August 24, 2023

Sunday afternoon, a cool and pleasant day before the cover of heat returned once again, I sat outside and finished reading Tom Lake by Ann Patchett. I wanted to finish it, but that doesn’t mean I wanted it to end. The NYT review by Alexandra Jacobs felt understated and even at times a bit snarky calling Patchett, “Aunt Patchett,” “as always slyly needlepointing her own pillowcase mottos,” but I LOVED THIS BOOK.
I waited to read Tom Lake until I had conquered a couple major deadlines. In fact, I didn’t dare have it in the house until the retreat I facilitated was completed, and the article I had been asked to write was sent off to the editor. My weekend was spacious, and the time belonged to Patchett.
Have I said how much I LOVED THIS BOOK?
Tom Lake, by the way, is not a person, but the name of a lake in Michigan.
The story has two narratives. One narrative begins when the main character, high school student Lara, is cast as Emily in Thornton Wilder’s Our Town and then follows her acting career, which includes a movie in Hollywood. More importantly, Lara plays Emily again in a summer stock production of Our Town. During that summer she has an affair with another actor, Peter Duke.
The other narrative is set during the pandemic. Lara is married with three grown daughters, Emily, Maisie, and Nell, who return to their parents’ cherry farm in Michigan, and as they pick cherries, the women ask Lara to share the stories of her earlier life. She has much to tell, but chooses not to tell everything.
Sometimes following two time periods is confusing, but anyone who has read Patchett knows how expert she is at bringing the reader along with her, wherever she decides to go.
In an interview on PBS News Hour (Thursday, August 17) Patchett said the idea for the book grew from the play, Our Town, not with a character, and in the opening pages she refers to the feelings people in New Hampshire, which is where Our Town is set, have about the play.
We felt about the play the way other Americans felt about the Constitution or the “Star-Spangled Banner.”
p. 1
Rumor had it certain women wanted to play Emily forever. They criss-crossed New Hampshire town to town, year after year, trying to land the part.
p. 11
Many have said that Our Town is America’s most important play ever written, and it is always being performed somewhere.

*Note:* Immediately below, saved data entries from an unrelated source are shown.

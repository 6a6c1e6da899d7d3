use axum::{
    extract::State,
    http::HeaderMap,
    routing::get,
    Json, Router,
};
use tracing::{info, instrument, warn};

use crate::{
    auth::{cookies, extractors::AuthUser, services::validate_nickname},
    error::{AppError, AppResult},
    extract::JsonBody,
    state::AppState,
    users::{
        dto::{
            PreferencesResponse, PublicUser, SuccessResponse, UpdatePreferencesRequest,
            UpdateProfileRequest,
        },
        services::{current_user, preferences_patch},
    },
};

pub fn user_routes() -> Router<AppState> {
    Router::new()
        .route(
            "/user",
            get(get_profile).patch(update_profile).delete(delete_account),
        )
        .route(
            "/user/preferences",
            get(get_preferences)
                .put(update_preferences)
                .patch(update_preferences),
        )
}

#[instrument(skip(state))]
pub async fn get_profile(
    State(state): State<AppState>,
    AuthUser(user_id): AuthUser,
) -> AppResult<Json<PublicUser>> {
    let user = current_user(&state, user_id).await?;
    Ok(Json(user.into()))
}

#[instrument(skip(state, payload))]
pub async fn update_profile(
    State(state): State<AppState>,
    AuthUser(user_id): AuthUser,
    JsonBody(payload): JsonBody<UpdateProfileRequest>,
) -> AppResult<Json<PublicUser>> {
    let nickname = validate_nickname(&payload.nickname)?;
    let user = state
        .store
        .update_nickname(user_id, &nickname)
        .await?
        .ok_or_else(|| AppError::Unauthorized("User not found".into()))?;
    info!(%user_id, "nickname updated");
    Ok(Json(user.into()))
}

/// Account withdrawal: contacts, diaries and the user row go together.
#[instrument(skip(state))]
pub async fn delete_account(
    State(state): State<AppState>,
    AuthUser(user_id): AuthUser,
) -> AppResult<(HeaderMap, Json<SuccessResponse>)> {
    if !state.store.delete_user(user_id).await? {
        warn!(%user_id, "withdrawal for missing user");
        return Err(AppError::NotFound("User not found".into()));
    }

    let mut headers = HeaderMap::new();
    cookies::set_cookie(
        &mut headers,
        cookies::clear_auth_cookie(state.config.cookie_secure),
    )?;
    info!(%user_id, "account withdrawn");
    Ok((headers, Json(SuccessResponse::ok())))
}

#[instrument(skip(state))]
pub async fn get_preferences(
    State(state): State<AppState>,
    AuthUser(user_id): AuthUser,
) -> AppResult<Json<PreferencesResponse>> {
    let user = current_user(&state, user_id).await?;
    Ok(Json(PreferencesResponse::from(&user)))
}

#[instrument(skip(state, payload))]
pub async fn update_preferences(
    State(state): State<AppState>,
    AuthUser(user_id): AuthUser,
    JsonBody(payload): JsonBody<UpdatePreferencesRequest>,
) -> AppResult<Json<PreferencesResponse>> {
    let patch = preferences_patch(payload)?;
    let user = state
        .store
        .update_preferences(user_id, patch)
        .await?
        .ok_or_else(|| AppError::Unauthorized("User not found".into()))?;
    info!(
        %user_id,
        timer_status = ?user.timer_status,
        threshold = user.timer_idle_threshold_sec,
        "preferences updated"
    );
    Ok(Json(PreferencesResponse::from(&user)))
}

#[cfg(test)]
mod tests {
    use axum::http::{header, Method, StatusCode};
    use serde_json::json;

    use crate::test_support::{call, signup, TestApp};

    #[tokio::test]
    async fn profile_requires_auth() {
        let app = TestApp::new();
        let res = call(&app.router, Method::GET, "/api/user", None, None).await;
        assert_eq!(res.status, StatusCode::UNAUTHORIZED);
    }

    #[tokio::test]
    async fn profile_hides_password_hash() {
        let app = TestApp::new();
        let cookie = signup(&app.router, "writer@example.com").await;
        let res = call(&app.router, Method::GET, "/api/user", Some(&cookie), None).await;
        assert_eq!(res.status, StatusCode::OK);
        assert_eq!(res.body["email"], "writer@example.com");
        assert_eq!(res.body["has_password"], true);
        assert!(res.body.get("password_hash").is_none());
    }

    #[tokio::test]
    async fn nickname_can_be_changed() {
        let app = TestApp::new();
        let cookie = signup(&app.router, "writer@example.com").await;
        let res = call(
            &app.router,
            Method::PATCH,
            "/api/user",
            Some(&cookie),
            Some(json!({ "nickname": "  Pen Name " })),
        )
        .await;
        assert_eq!(res.status, StatusCode::OK);
        assert_eq!(res.body["nickname"], "Pen Name");

        let res = call(
            &app.router,
            Method::PATCH,
            "/api/user",
            Some(&cookie),
            Some(json!({ "nickname": "" })),
        )
        .await;
        assert_eq!(res.status, StatusCode::BAD_REQUEST);
    }

    #[tokio::test]
    async fn preferences_default_and_persist() {
        let app = TestApp::new();
        let cookie = signup(&app.router, "writer@example.com").await;

        let res = call(&app.router, Method::GET, "/api/user/preferences", Some(&cookie), None).await;
        assert_eq!(res.status, StatusCode::OK);
        assert_eq!(res.body["timer_status"], "active");
        assert_eq!(res.body["timer_idle_threshold_sec"], 300);

        let res = call(
            &app.router,
            Method::PUT,
            "/api/user/preferences",
            Some(&cookie),
            Some(json!({ "timer_status": "paused", "timer_idle_threshold_sec": 900 })),
        )
        .await;
        assert_eq!(res.status, StatusCode::OK);

        let res = call(&app.router, Method::GET, "/api/user/preferences", Some(&cookie), None).await;
        assert_eq!(res.body["timer_status"], "paused");
        assert_eq!(res.body["timer_idle_threshold_sec"], 900);

        // partial update keeps the other field
        let res = call(
            &app.router,
            Method::PATCH,
            "/api/user/preferences",
            Some(&cookie),
            Some(json!({ "timer_status": "inactive" })),
        )
        .await;
        assert_eq!(res.body["timer_status"], "inactive");
        assert_eq!(res.body["timer_idle_threshold_sec"], 900);
    }

    #[tokio::test]
    async fn invalid_preferences_are_rejected() {
        let app = TestApp::new();
        let cookie = signup(&app.router, "writer@example.com").await;
        for body in [
            json!({ "timer_status": "snoozing" }),
            json!({ "timer_idle_threshold_sec": 5 }),
            json!({}),
        ] {
            let res = call(
                &app.router,
                Method::PUT,
                "/api/user/preferences",
                Some(&cookie),
                Some(body),
            )
            .await;
            assert_eq!(res.status, StatusCode::BAD_REQUEST);
            assert!(res.body["error"].is_string());
        }
    }

    #[tokio::test]
    async fn withdrawal_cascades_and_clears_cookie() {
        let app = TestApp::new();
        let cookie = signup(&app.router, "leaving@example.com").await;
        let other = signup(&app.router, "staying@example.com").await;

        for c in [&cookie, &other] {
            let res = call(
                &app.router,
                Method::POST,
                "/api/diary",
                Some(c),
                Some(json!({ "content": "today" })),
            )
            .await;
            assert_eq!(res.status, StatusCode::CREATED);
        }
        call(
            &app.router,
            Method::PUT,
            "/api/user/contacts",
            Some(&cookie),
            Some(json!({ "contacts": [{ "email": "mom@example.com" }] })),
        )
        .await;

        let leaving = app
            .state
            .store
            .find_user_by_email("leaving@example.com")
            .await
            .unwrap()
            .unwrap();

        let res = call(&app.router, Method::DELETE, "/api/user", Some(&cookie), None).await;
        assert_eq!(res.status, StatusCode::OK);
        assert_eq!(res.body["success"], true);
        let set_cookie = res.headers.get(header::SET_COOKIE).unwrap().to_str().unwrap();
        assert!(set_cookie.starts_with("auth-token="));
        assert!(set_cookie.contains("Max-Age=0"));

        let store = &app.state.store;
        assert!(store.find_user_by_id(leaving.id).await.unwrap().is_none());
        assert!(store.list_diaries(leaving.id, 100, 0).await.unwrap().is_empty());
        assert!(store.list_contacts(leaving.id).await.unwrap().is_empty());

        // the other account is untouched
        let res = call(&app.router, Method::GET, "/api/diary", Some(&other), None).await;
        assert_eq!(res.body.as_array().unwrap().len(), 1);

        // the old token no longer resolves to a user
        let res = call(&app.router, Method::GET, "/api/user", Some(&cookie), None).await;
        assert_eq!(res.status, StatusCode::UNAUTHORIZED);
        let res = call(&app.router, Method::DELETE, "/api/user", Some(&cookie), None).await;
        assert_eq!(res.status, StatusCode::NOT_FOUND);
    }
}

This spring our granddaughter Maren was in a senior thesis abbreviated production of the play at Lewis and Clark College in Portland, OR.

And this summer Bruce and I saw a production at the American Players Theater, Spring Green, WI.

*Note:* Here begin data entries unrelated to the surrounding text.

use axum::{
    async_trait,
    extract::{FromRequest, FromRequestParts, Path, Query, Request},
    http::request::Parts,
    Json,
};
use serde::de::DeserializeOwned;

use crate::error::AppError;

/// `Json<T>` whose rejection is an [`AppError`], so malformed bodies come
/// back as a 400 with the usual `{"error": ...}` shape.
#[derive(Debug, Clone, Copy, Default)]
pub struct JsonBody<T>(pub T);

#[async_trait]
impl<T, S> FromRequest<S> for JsonBody<T>
where
    T: DeserializeOwned,
    S: Send + Sync,
{
    type Rejection = AppError;

    async fn from_request(req: Request, state: &S) -> Result<Self, Self::Rejection> {
        let Json(value) = Json::<T>::from_request(req, state).await?;
        Ok(JsonBody(value))
    }
}

/// `Query<T>` with the same error shape as [`JsonBody`].
#[derive(Debug, Clone, Copy, Default)]
pub struct QueryParams<T>(pub T);

#[async_trait]
impl<T, S> FromRequestParts<S> for QueryParams<T>
where
    T: DeserializeOwned,
    S: Send + Sync,
{
    type Rejection = AppError;

    async fn from_request_parts(parts: &mut Parts, state: &S) -> Result<Self, Self::Rejection> {
        let Query(value) = Query::<T>::from_request_parts(parts, state).await?;
        Ok(QueryParams(value))
    }
}

/// `Path<T>` with the same error shape as [`JsonBody`].
#[derive(Debug, Clone, Copy)]
pub struct PathParam<T>(pub T);

#[async_trait]
impl<T, S> FromRequestParts<S> for PathParam<T>
where
    T: DeserializeOwned + Send,
    S: Send + Sync,
{
    type Rejection = AppError;

    async fn from_request_parts(parts: &mut Parts, state: &S) -> Result<Self, Self::Rejection> {
        let Path(value) = Path::<T>::from_request_parts(parts, state).await?;
        Ok(PathParam(value))
    }
}
use axum::http::{header, HeaderMap, HeaderValue};
use cookie::{time::Duration as CookieDuration, Cookie, SameSite};

pub const AUTH_COOKIE: &str = "auth-token";
pub const OAUTH_STATE_COOKIE: &str = "oauth-state";
const OAUTH_STATE_TTL_MINUTES: i64 = 10;

pub fn auth_cookie(token: &str, ttl_days: i64, secure: bool) -> Cookie<'static> {
    Cookie::build((AUTH_COOKIE, token.to_string()))
        .http_only(true)
        .secure(secure)
        .same_site(SameSite::Lax)
        .max_age(CookieDuration::days(ttl_days))
        .path("/")
        .build()
}

pub fn clear_auth_cookie(secure: bool) -> Cookie<'static> {
    Cookie::build((AUTH_COOKIE, ""))
        .http_only(true)
        .secure(secure)
        .same_site(SameSite::Lax)
        .max_age(CookieDuration::seconds(0))
        .path("/")
        .build()
}

pub fn oauth_state_cookie(state: &str, secure: bool) -> Cookie<'static> {
    Cookie::build((OAUTH_STATE_COOKIE, state.to_string()))
        .http_only(true)
        .secure(secure)
        .same_site(SameSite::Lax)
        .max_age(CookieDuration::minutes(OAUTH_STATE_TTL_MINUTES))
        .path("/api/auth/google")
        .build()
}

pub fn clear_oauth_state_cookie(secure: bool) -> Cookie<'static> {
    Cookie::build((OAUTH_STATE_COOKIE, ""))
        .http_only(true)
        .secure(secure)
        .same_site(SameSite::Lax)
        .max_age(CookieDuration::seconds(0))
        .path("/api/auth/google")
        .build()
}

/// Append a `Set-Cookie` header.
pub fn set_cookie(headers: &mut HeaderMap, cookie: Cookie<'_>) -> anyhow::Result<()> {
    let value = HeaderValue::from_str(&cookie.to_string())?;
    headers.append(header::SET_COOKIE, value);
    Ok(())
}

/// Value of the named cookie from the request `Cookie` header(s).
pub fn read_cookie(headers: &HeaderMap, name: &str) -> Option<String> {
    headers
        .get_all(header::COOKIE)
        .iter()
        .filter_map(|v| v.to_str().ok())
        .flat_map(|v| v.split(';'))
        .filter_map(|part| Cookie::parse(part.trim().to_string()).ok())
        .find(|c| c.name() == name)
        .map(|c| c.value().to_string())
}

Is there something about Our Town that we need right now? Wait a minute, am I reviewing Our Town or Tom Lake? Perhaps the two will always be linked in my heart and mind from now on.
Back to the book. Each character is so clear, so well-defined, but with their own obscurities. Each one of the daughters could become a book on their own, and yet they belong together–something the pandemic gave them another chance to experience.

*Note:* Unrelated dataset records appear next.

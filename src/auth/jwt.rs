use std::time::Duration;

use axum::extract::FromRef;
use jsonwebtoken::{decode, encode, DecodingKey, EncodingKey, Header, Validation};
use time::{Duration as TimeDuration, OffsetDateTime};
use tracing::debug;
use uuid::Uuid;

use super::claims::Claims;
use crate::{config::JwtConfig, state::AppState};

/// Signing/verification keys plus the claims policy from config.
#[derive(Clone)]
pub struct JwtKeys {
    pub encoding: EncodingKey,
    pub decoding: DecodingKey,
    pub issuer: String,
    pub audience: String,
    pub ttl: Duration,
}

impl From<&JwtConfig> for JwtKeys {
    fn from(cfg: &JwtConfig) -> Self {
        Self {
            encoding: EncodingKey::from_secret(cfg.secret.as_bytes()),
            decoding: DecodingKey::from_secret(cfg.secret.as_bytes()),
            issuer: cfg.issuer.clone(),
            audience: cfg.audience.clone(),
            ttl: Duration::from_secs((cfg.ttl_days.max(1) as u64) * 24 * 60 * 60),
        }
    }
}

impl FromRef<AppState> for JwtKeys {
    fn from_ref(state: &AppState) -> Self {
        JwtKeys::from(&state.config.jwt)
    }
}

impl JwtKeys {
    pub fn sign(&self, user_id: Uuid, email: &str) -> anyhow::Result<String> {
        let now = OffsetDateTime::now_utc();
        let exp = now + TimeDuration::seconds(self.ttl.as_secs() as i64);
        let claims = Claims {
            sub: user_id,
            email: email.to_string(),
            iat: now.unix_timestamp() as usize,
            exp: exp.unix_timestamp() as usize,
            iss: self.issuer.clone(),
            aud: self.audience.clone(),
        };
        let token = encode(&Header::default(), &claims, &self.encoding)?;
        debug!(user_id = %user_id, "jwt signed");
        Ok(token)
    }

    pub fn verify(&self, token: &str) -> anyhow::Result<Claims> {
        let mut validation = Validation::default();
        validation.set_audience(std::slice::from_ref(&self.audience));
        validation.set_issuer(std::slice::from_ref(&self.issuer));
        let data = decode::<Claims>(token, &self.decoding, &validation)?;
        debug!(user_id = %data.claims.sub, "jwt verified");
        Ok(data.claims)
    }
}

#[cfg(test)]
mod tests {
    use super::*;

    fn make_keys(secret: &str, issuer: &str, audience: &str) -> JwtKeys {
        JwtKeys::from(&JwtConfig {
            secret: secret.into(),
            issuer: issuer.into(),
            audience: audience.into(),
            ttl_days: 7,
        })
    }

    #[test]
    fn sign_and_verify_token() {
        let keys = make_keys("dev-secret", "test-issuer", "test-aud");
        let user_id = Uuid::new_v4();
        let token = keys.sign(user_id, "me@example.com").expect("sign");
        let claims = keys.verify(&token).expect("verify token");
        assert_eq!(claims.sub, user_id);
        assert_eq!(claims.email, "me@example.com");
        assert_eq!(claims.iss, "test-issuer");
        assert_eq!(claims.aud, "test-aud");
    }

    #[test]
    fn token_expires_after_seven_days() {
        let keys = make_keys("dev-secret", "iss", "aud");
        let claims = keys.verify(&keys.sign(Uuid::new_v4(), "a@b.co").unwrap()).unwrap();
        assert_eq!(claims.exp - claims.iat, 7 * 24 * 60 * 60);
    }

    #[test]
    fn verify_rejects_wrong_issuer_or_audience() {
        let good_keys = make_keys("same-secret", "good-iss", "good-aud");
        let bad_keys = make_keys("same-secret", "bad-iss", "bad-aud");
        let token = good_keys.sign(Uuid::new_v4(), "a@b.co").expect("sign");
        assert!(bad_keys.verify(&token).is_err());
    }

    #[test]
    fn verify_rejects_other_secret() {
        let a = make_keys("secret-a", "iss", "aud");
        let b = make_keys("secret-b", "iss", "aud");
        let token = a.sign(Uuid::new_v4(), "a@b.co").unwrap();
        assert!(b.verify(&token).is_err());
    }

    #[test]
    fn verify_rejects_expired_token() {
        let keys = make_keys("dev-secret", "iss", "aud");
        let past = OffsetDateTime::now_utc() - TimeDuration::days(8);
        let claims = Claims {
            sub: Uuid::new_v4(),
            email: "old@example.com".into(),
            iat: past.unix_timestamp() as usize,
            exp: (past + TimeDuration::days(7)).unix_timestamp() as usize,
            iss: "iss".into(),
            aud: "aud".into(),
        };
        let token = encode(&Header::default(), &claims, &keys.encoding).unwrap();
        assert!(keys.verify(&token).is_err());
    }
}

They stack their dishes in the sink and head out the door together, Maisie holding the end of Emily’s braid the way one elephant will use its trunk to hold another elephant’s tail. Nell slips her finger through Maisie’s belt loop. Joe and I used to say that if lightning struck one of these girls all three would go up in flames.”
p. 91
This book would have been good, very good, without the context of the pandemic. No doubt Patchett would have found a way for her daughters to return to the farm for a chunk of time and no doubt there would have been reasons for such ongoing storytelling, but the pandemic becomes the open hands of the story.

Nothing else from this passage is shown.